Thank you Anna. I think the biggest thing I am struggling with is not getting any validation from my husband. How can he just sit and watch the rude and disrespectful behavior from his mother towards his wife - the silence from the husband stings even more. I think if I got a "This is a difficult time - but I love you and just try and bear with it" I would be ok and could cope better. It's hard very hard and she left with bitter feelings - She made it clear that I was beneath her.
Thanks so much. I really appreciate the kind words. It's hard but support from this group helps.

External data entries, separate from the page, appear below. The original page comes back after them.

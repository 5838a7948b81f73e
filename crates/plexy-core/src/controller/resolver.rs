//! Controller resolution.
//!
//! The desktop view never constructs controllers itself; it asks a
//! [`ControllerResolver`] for one by name. Loading plugins from disk is the
//! host's business. [`ControllerCatalog`] covers the in-process case where
//! controllers are compiled in and registered as factories.

use std::collections::BTreeMap;
use std::fmt;

use super::model::ControllerHandle;
use crate::error::{PlexyError, Result};

/// Resolves controller names to fresh controller instances.
pub trait ControllerResolver {
    /// Instantiates the controller registered under `name`.
    ///
    /// # Returns
    ///
    /// - `Ok(handle)`: A new controller instance
    /// - `Err(PlexyError::ControllerUnavailable)`: No such plugin, or it failed to load
    fn resolve(&self, name: &str) -> Result<ControllerHandle>;
}

type ControllerFactory = Box<dyn Fn() -> Result<ControllerHandle>>;

/// Name-to-factory table of compiled-in controllers.
#[derive(Default)]
pub struct ControllerCatalog {
    factories: BTreeMap<String, ControllerFactory>,
}

impl ControllerCatalog {
    pub fn new() -> Self {
        Self::default()
    }

    /// Registers `factory` under `name`, replacing any previous factory.
    pub fn register<F>(&mut self, name: impl Into<String>, factory: F)
    where
        F: Fn() -> Result<ControllerHandle> + 'static,
    {
        self.factories.insert(name.into(), Box::new(factory));
    }

    pub fn with<F>(mut self, name: impl Into<String>, factory: F) -> Self
    where
        F: Fn() -> Result<ControllerHandle> + 'static,
    {
        self.register(name, factory);
        self
    }
}

impl ControllerResolver for ControllerCatalog {
    fn resolve(&self, name: &str) -> Result<ControllerHandle> {
        let factory = self
            .factories
            .get(name)
            .ok_or_else(|| PlexyError::controller_unavailable(name, "no plugin registered"))?;
        factory()
    }
}

impl fmt::Debug for ControllerCatalog {
    fn fmt(&self, f: &mut fmt::Formatter<'_>) -> fmt::Result {
        f.debug_struct("ControllerCatalog")
            .field("names", &self.factories.keys().collect::<Vec<_>>())
            .finish()
    }
}
use std::cell::RefCell;
use std::rc::Rc;

use plexy_core::controller::{DropEvent, SessionArgs, Viewport};
use plexy_core::{
    Controller, ControllerCatalog, ControllerHandle, DesktopView, DesktopWidget, Point, Rect,
    WidgetHandle,
};

/// A sticky-notes style controller that owns a list of note widgets.
struct NotesController {
    name: RefCell<String>,
    notes: RefCell<Vec<WidgetHandle>>,
    restored_args: RefCell<Option<SessionArgs>>,
}

impl NotesController {
    fn new() -> Rc<Self> {
        Rc::new(Self {
            name: RefCell::new(String::new()),
            notes: RefCell::new(Vec::new()),
            restored_args: RefCell::new(None),
        })
    }

    fn new_note(&self, id: &str) -> WidgetHandle {
        let note = DesktopWidget::new(id)
            .owned_by(self.name.borrow().as_str())
            .sized(120.0, 80.0)
            .into_handle();
        self.notes.borrow_mut().push(note.clone());
        note
    }
}

impl Controller for NotesController {
    fn default_view(&self) -> Option<WidgetHandle> {
        None
    }

    fn set_viewport(&self, _viewport: &Viewport) {}

    fn set_controller_name(&self, name: &str) {
        *self.name.borrow_mut() = name.to_string();
    }

    fn controller_name(&self) -> String {
        self.name.borrow().clone()
    }

    fn set_view_rect(&self, _rect: Rect) {}

    fn revoke_session(&self, args: &SessionArgs) {
        *self.restored_args.borrow_mut() = Some(args.clone());
    }

    fn delete_widget(&self, widget: &WidgetHandle) -> bool {
        let before = self.notes.borrow().len();
        self.notes
            .borrow_mut()
            .retain(|note| !Rc::ptr_eq(note, widget));
        before != self.notes.borrow().len()
    }

    fn handle_drop_event(&self, _widget: &WidgetHandle, _event: &DropEvent) {}
}

fn view_with(notes: &Rc<NotesController>) -> DesktopView {
    let controller = notes.clone();
    let catalog =
        ControllerCatalog::new().with("notes", move || Ok(controller.clone() as ControllerHandle));
    DesktopView::new(catalog, Viewport::new(vec![Rect::new(0.0, 0.0, 1280.0, 800.0)]))
}

#[test]
fn test_session_survives_restart() {
    // First run: user places two notes, moves one, closes the other.
    let notes = NotesController::new();
    let mut view = view_with(&notes);
    let saved = Rc::new(RefCell::new(String::new()));
    let sink = saved.clone();
    view.subscribe(move |xml| *sink.borrow_mut() = xml.to_string());

    view.add_controller("notes", true).unwrap();
    view.record_controller_rect("notes", Rect::new(0.0, 0.0, 400.0, 300.0));
    view.record_argument("notes", "color", "yellow");

    let shopping = notes.new_note("shopping");
    let todo = notes.new_note("todo");
    view.add_widget_to_view(shopping, Point::new(10.0, 10.0));
    view.add_widget_to_view(todo, Point::new(200.0, 10.0));
    view.record_widget_location("notes", Point::new(50.0, 60.0), "shopping");
    assert!(view.close_widget("todo"));
    assert_eq!(notes.notes.borrow().len(), 1);

    let session = saved.borrow().clone();
    assert!(session.contains("<state id=\"todo\" state=\"1\"/>"));

    // Restart: the controller recreates both notes, the session removes the
    // closed one and moves the other back.
    let notes = NotesController::new();
    let mut view = view_with(&notes);
    view.add_controller("notes", true).unwrap();
    let shopping = notes.new_note("shopping");
    let todo = notes.new_note("todo");
    view.add_widget_to_view(shopping.clone(), Point::default());
    view.add_widget_to_view(todo.clone(), Point::default());

    view.restore(&session, false);

    assert_eq!(shopping.borrow().position(), Point::new(50.0, 60.0));
    assert!(!view.scene().contains("todo"));
    assert!(!todo.borrow().is_visible());
    assert_eq!(notes.notes.borrow().len(), 1);
    assert_eq!(
        notes.restored_args.borrow().as_ref().unwrap()["color"],
        "yellow"
    );
    assert_eq!(view.controller_names(), vec!["notes"]);
    assert_eq!(view.document().len(), 1);
}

Thank you for your response. I have 2 young daughters so I don't understand the dynamics between a mother and son. But I do know that more than anything it comes down to love and how you are treated. I think you will make a wonderful MIL because you understand that if you have want good relations with your grand children and son then your DIL has to be respected and shown some love. At the end of the day all I want is peace in my heart and a husband that can show some validation and love. Life is short and these hardships make it very difficult to find peace and serenity.
Thank you for your support Nighthawk61. My MIL is only 66 but loves playing wounded warrior - I think she will be around a longggg time so it makes it hard to tolerate the situation. Thanks for your support and understanding. May we all be blessed with peace and love in our lives.
He chose you to be his wife he doesn't think you are beneath her or he wouldn't have married you,
Learn to compartmentalize. Separate you from the problem. Get your head out of that game. Your MIL is projecting, she feels inadequate to you. You have taken her boy away from her to another country away and she probably resents you for it. Could that be a possibility ? How did you and he get together and make the decision to live away from his mother ?
Does your family live near you ?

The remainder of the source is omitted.